Mais avant de commencer, je souhaiterais tirer deux enseignements utiles et prudents des critiques que je viens de mentionner. Premièrement, nous banquiers centraux et superviseurs, ne pouvons pas tout faire nous-mêmes ; nous ne sommes pas les seuls acteurs verts. Rien ne remplacera un prix du carbone approprié. Deuxièmement, nous agissons au nom même de notre mandat : notre prise en compte du changement climatique n’est ni un abus de mission, ni une simple conviction militante, et nous agirons avec la même crédibilité technique et le même professionnalisme que nous appliquons dans nos domaines « traditionnels ».
I. Nous n’en faisons pas « trop » : ce qu’il est de notre devoir de faire
Dans un environnement quelque peu « foisonnant », permettez-moi de proposer une clarification, avec un quadrant à deux dimensions.

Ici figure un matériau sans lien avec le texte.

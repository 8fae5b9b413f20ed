// Copyright (c) 2025-2026 Federico Hoerth <memparanoid@gmail.com>
// SPDX-License-Identifier: GPL-3.0-only
// See LICENSE in the repository root for full license text.

use std::time::Duration;

use thiserror::Error;

/// Rotation interval used when none is configured.
pub const DEFAULT_ROTATION_INTERVAL: Duration = Duration::from_millis(500);

/// Environment variable holding the rotation interval in milliseconds.
pub const ENV_ROTATION_INTERVAL_MS: &str = "BASTION_ROTATION_INTERVAL_MS";

/// Environment variable toggling core-dump suppression (`0|1|true|false`).
pub const ENV_DISABLE_CORE_DUMPS: &str = "BASTION_DISABLE_CORE_DUMPS";

/// Errors from reading configuration.
#[derive(Debug, Error, Clone, PartialEq, Eq)]
pub enum ConfigError {
    /// The rotation interval is not a positive integer.
    #[error("BASTION_ROTATION_INTERVAL_MS: expected a positive integer, got {0:?}")]
    InvalidRotationInterval(String),

    /// A boolean setting is not one of `0`, `1`, `true` or `false`.
    #[error("{var}: expected 0, 1, true or false, got {value:?}")]
    InvalidBool {
        /// Variable name.
        var: &'static str,
        /// Rejected value.
        value: String,
    },
}

/// Runtime settings applied by [`init`](crate::init).
#[derive(Debug, Clone, Copy, PartialEq, Eq)]
pub struct Config {
    /// How often the current coffer's shares are re-masked.
    pub rotation_interval: Duration,

    /// Whether [`init`](crate::init) disables core dumps for the process.
    pub disable_core_dumps: bool,
}

impl Default for Config {
    fn default() -> Self {
        Self {
            rotation_interval: DEFAULT_ROTATION_INTERVAL,
            disable_core_dumps: true,
        }
    }
}

impl Config {
    /// Sets the rotation interval.
    pub fn with_rotation_interval(mut self, interval: Duration) -> Self {
        self.rotation_interval = interval;
        self
    }

    /// Sets whether core dumps are disabled.
    pub fn with_disable_core_dumps(mut self, disable: bool) -> Self {
        self.disable_core_dumps = disable;
        self
    }

    /// Defaults overlaid with [`ENV_ROTATION_INTERVAL_MS`] and
    /// [`ENV_DISABLE_CORE_DUMPS`] from the process environment.
    pub fn from_env() -> Result<Self, ConfigError> {
        Self::from_lookup(|var| std::env::var(var).ok())
    }

    /// Like [`Config::from_env`], reading variables through `lookup`.
    pub fn from_lookup(lookup: impl Fn(&str) -> Option<String>) -> Result<Self, ConfigError> {
        let mut config = Self::default();

        if let Some(raw) = lookup(ENV_ROTATION_INTERVAL_MS) {
            let millis = raw
                .trim()
                .parse::<u64>()
                .ok()
                .filter(|ms| *ms > 0)
                .ok_or(ConfigError::InvalidRotationInterval(raw.clone()))?;
            config.rotation_interval = Duration::from_millis(millis);
        }

        if let Some(raw) = lookup(ENV_DISABLE_CORE_DUMPS) {
            config.disable_core_dumps = parse_bool(ENV_DISABLE_CORE_DUMPS, &raw)?;
        }

        Ok(config)
    }
}

fn parse_bool(var: &'static str, raw: &str) -> Result<bool, ConfigError> {
    match raw.trim().to_ascii_lowercase().as_str() {
        "1" | "true" => Ok(true),
        "0" | "false" => Ok(false),
        _ => Err(ConfigError::InvalidBool {
            var,
            value: raw.to_string(),
        }),
    }
}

L’axe vertical – le plus évident – se rapporte à nos missions en tant que superviseurs et recouvre à la fois les risques liés au climat pour les institutions financières et les opportunités – liées à la finance verte. L’axe horizontal concerne nos missions en tant que banquiers centraux et inclut l’investissement responsable pour notre portefeuille non lié à la politique monétaire et la politique monétaire. Pour de nombreuses banques centrales, mettre en œuvre des stratégies d’investissement responsable présente de nombreux avantages : les banques centrales peuvent alors mettre en pratique ce qu’elles prêchent en tant que superviseurs, protéger leurs propres bilans et contribuer à financer l’économie verte. Depuis 2019, la Banque de France a été la première banque centrale de l’Eurosystème à publier un rapport annuel spécifique sur sa politique d’investissement responsable. Et nous passons des mots aux actes : la Banque de France sortira complètement du charbon d’ici 2024. En ce qui concerne la finance verte, le changement climatique crée des opportunités pour les investisseurs : selon les estimations, la transition attendue vers une économie à bas carbone devrait nécessiter environ 1 000 milliards de dollars d’investissements par an.

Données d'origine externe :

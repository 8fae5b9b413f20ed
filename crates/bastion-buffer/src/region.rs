// Copyright (c) 2025-2026 Federico Hoerth <memparanoid@gmail.com>
// SPDX-License-Identifier: GPL-3.0-only
// See LICENSE in the repository root for full license text.

//! Region - a single guarded allocation.
//!
//! Layout of the mapping (`P` = page size):
//!
//! ```text
//! [0, P)                    leading guard page, no-access, starts with a canary copy
//! [P, P + inner)            inner pages: canary followed by the data, data flush with the end
//! [P + inner, 2P + inner)   trailing guard page, no-access, starts with a canary copy
//! ```
//!
//! The canary reference lives outside the mapping and is compared in
//! constant time against the in-mapping copy on every access boundary.

use bastion_util::{constant_time_eq, wipe};

use crate::error::{BufferError, PageError};
use crate::page::{Pages, Protection, page_size, round_to_pages};

/// Minimum number of canary bytes in front of the data.
pub const CANARY_LEN: usize = 32;

/// A canary-checked allocation flanked by inaccessible guard pages.
pub struct Region {
    pages: Pages,
    page: usize,
    inner_len: usize,
    len: usize,
    canary: Box<[u8]>,
    protection: Protection,
}

impl Region {
    /// Allocates `len` usable bytes. The data starts zeroed and read-write.
    pub fn allocate(len: usize) -> Result<Self, BufferError> {
        if len == 0 {
            return Err(BufferError::InvalidSize);
        }

        let page = page_size();
        let inner_len = len
            .checked_add(CANARY_LEN)
            .and_then(round_to_pages)
            .ok_or(BufferError::Alloc(PageError::Size))?;
        let total = page
            .checked_mul(2)
            .and_then(|guards| guards.checked_add(inner_len))
            .ok_or(BufferError::Alloc(PageError::Size))?;

        let mut pages = Pages::reserve(total).map_err(BufferError::Alloc)?;

        let mut canary = vec![0u8; inner_len - len].into_boxed_slice();
        bastion_rand::fill_random(&mut canary)?;

        let guard_copy = canary.len().min(page);

        // Safety: a fresh mapping is read-write end to end.
        unsafe {
            pages.slice_mut(page, canary.len()).copy_from_slice(&canary);
            pages
                .slice_mut(0, guard_copy)
                .copy_from_slice(&canary[..guard_copy]);
            pages
                .slice_mut(page + inner_len, guard_copy)
                .copy_from_slice(&canary[..guard_copy]);
        }

        pages
            .protect(0, page, Protection::NoAccess)
            .and_then(|_| pages.protect(page + inner_len, page, Protection::NoAccess))
            .map_err(BufferError::Protection)?;

        Ok(Self {
            pages,
            page,
            inner_len,
            len,
            canary,
            protection: Protection::ReadWrite,
        })
    }

    /// Usable length in bytes.
    pub fn len(&self) -> usize {
        self.len
    }

    /// Always false: zero-length regions cannot be allocated.
    pub fn is_empty(&self) -> bool {
        false
    }

    /// Current protection of the inner pages.
    pub fn protection(&self) -> Protection {
        self.protection
    }

    /// Compares the in-mapping canary against the reference.
    ///
    /// Fails with [`BufferError::NoAccess`] while the inner pages are
    /// no-access; the check then happens on the next transition to a
    /// readable mode.
    pub fn verify_canary(&self) -> Result<(), BufferError> {
        if !self.protection.is_readable() {
            return Err(BufferError::NoAccess);
        }

        // Safety: inner pages are readable.
        let current = unsafe { self.pages.slice(self.page, self.canary.len()) };

        if !constant_time_eq(current, &self.canary) {
            return Err(BufferError::CanaryMismatch);
        }

        Ok(())
    }

    /// Moves the inner pages to `protection`. No-op if already there.
    pub fn set_protection(&mut self, protection: Protection) -> Result<(), BufferError> {
        if protection == self.protection {
            return Ok(());
        }

        self.pages
            .protect(self.page, self.inner_len, protection)
            .map_err(BufferError::Protection)?;
        self.protection = protection;

        if protection.is_readable() {
            self.verify_canary()?;
        }

        Ok(())
    }

    /// Read view of the data.
    pub fn data(&self) -> Result<&[u8], BufferError> {
        if !self.protection.is_readable() {
            return Err(BufferError::NoAccess);
        }

        // Safety: inner pages are readable.
        Ok(unsafe { self.pages.slice(self.data_offset(), self.len) })
    }

    /// Mutable view of the data.
    pub fn data_mut(&mut self) -> Result<&mut [u8], BufferError> {
        match self.protection {
            Protection::NoAccess => Err(BufferError::NoAccess),
            Protection::ReadOnly => Err(BufferError::Immutable),
            Protection::ReadWrite => {
                let offset = self.data_offset();
                // Safety: inner pages are read-write.
                Ok(unsafe { self.pages.slice_mut(offset, self.len) })
            }
        }
    }

    /// Wipes and releases the region.
    ///
    /// Memory is wiped and unmapped whatever the outcome; the returned error
    /// reports corruption found on the way (canary or guard-page copies
    /// altered) or a protection change that could not be made.
    pub fn destroy(mut self) -> Result<(), BufferError> {
        self.wipe_and_verify()
    }

    fn wipe_and_verify(&mut self) -> Result<(), BufferError> {
        let tail = self.page + self.inner_len;
        let total = self.pages.len();

        self.pages
            .protect(0, total, Protection::ReadWrite)
            .map_err(BufferError::Protection)?;
        self.protection = Protection::ReadWrite;

        let guard_copy = self.canary.len().min(self.page);

        // Safety: the whole mapping is read-write.
        let intact = unsafe {
            constant_time_eq(self.pages.slice(self.page, self.canary.len()), &self.canary)
                & constant_time_eq(self.pages.slice(0, guard_copy), &self.canary[..guard_copy])
                & constant_time_eq(self.pages.slice(tail, guard_copy), &self.canary[..guard_copy])
        };

        // Safety: as above.
        wipe(unsafe { self.pages.slice_mut(self.page, self.inner_len) });

        if !intact {
            return Err(BufferError::CanaryMismatch);
        }

        Ok(())
    }

    fn data_offset(&self) -> usize {
        self.page + self.inner_len - self.len
    }

    /// Runs [`Region::destroy`] and returns the inner pages as they are
    /// right before unmapping.
    #[cfg(test)]
    pub(crate) fn destroy_and_read_back_for_test(mut self) -> (Result<(), BufferError>, Vec<u8>) {
        let result = self.wipe_and_verify();

        if self.protection != Protection::ReadWrite {
            return (result, Vec::new());
        }

        // Safety: wipe_and_verify left the whole mapping read-write.
        let inner = unsafe { self.pages.slice(self.page, self.inner_len) }.to_vec();
        (result, inner)
    }

    #[cfg(test)]
    pub(crate) fn corrupt_canary_for_test(&mut self) {
        // Safety: tests call this while the region is read-write.
        unsafe { self.pages.slice_mut(self.page + self.canary.len() - 1, 1)[0] ^= 0xFF };
    }
}

impl Drop for Region {
    fn drop(&mut self) {
        wipe(&mut self.canary);
    }
}

impl core::fmt::Debug for Region {
    fn fmt(&self, f: &mut core::fmt::Formatter<'_>) -> core::fmt::Result {
        f.debug_struct("Region")
            .field("len", &self.len)
            .field("protection", &self.protection)
            .finish_non_exhaustive()
    }
}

Je vais à présent me concentrer sur la zone en haut à droite du quadrant : les risques liés au climat pour les institutions financières et le verdissement de la politique monétaire. Il s’agit des deux « principaux champs de bataille ». S’agissant des risques liés au climat, il existe deux leviers essentiels pour gagner la bataille : (i) la publication des données actuelles et leur standardisation et (ii) les évaluations prospectives – les tests de résistance.
La « photographie » des risques et leur « vidéo ».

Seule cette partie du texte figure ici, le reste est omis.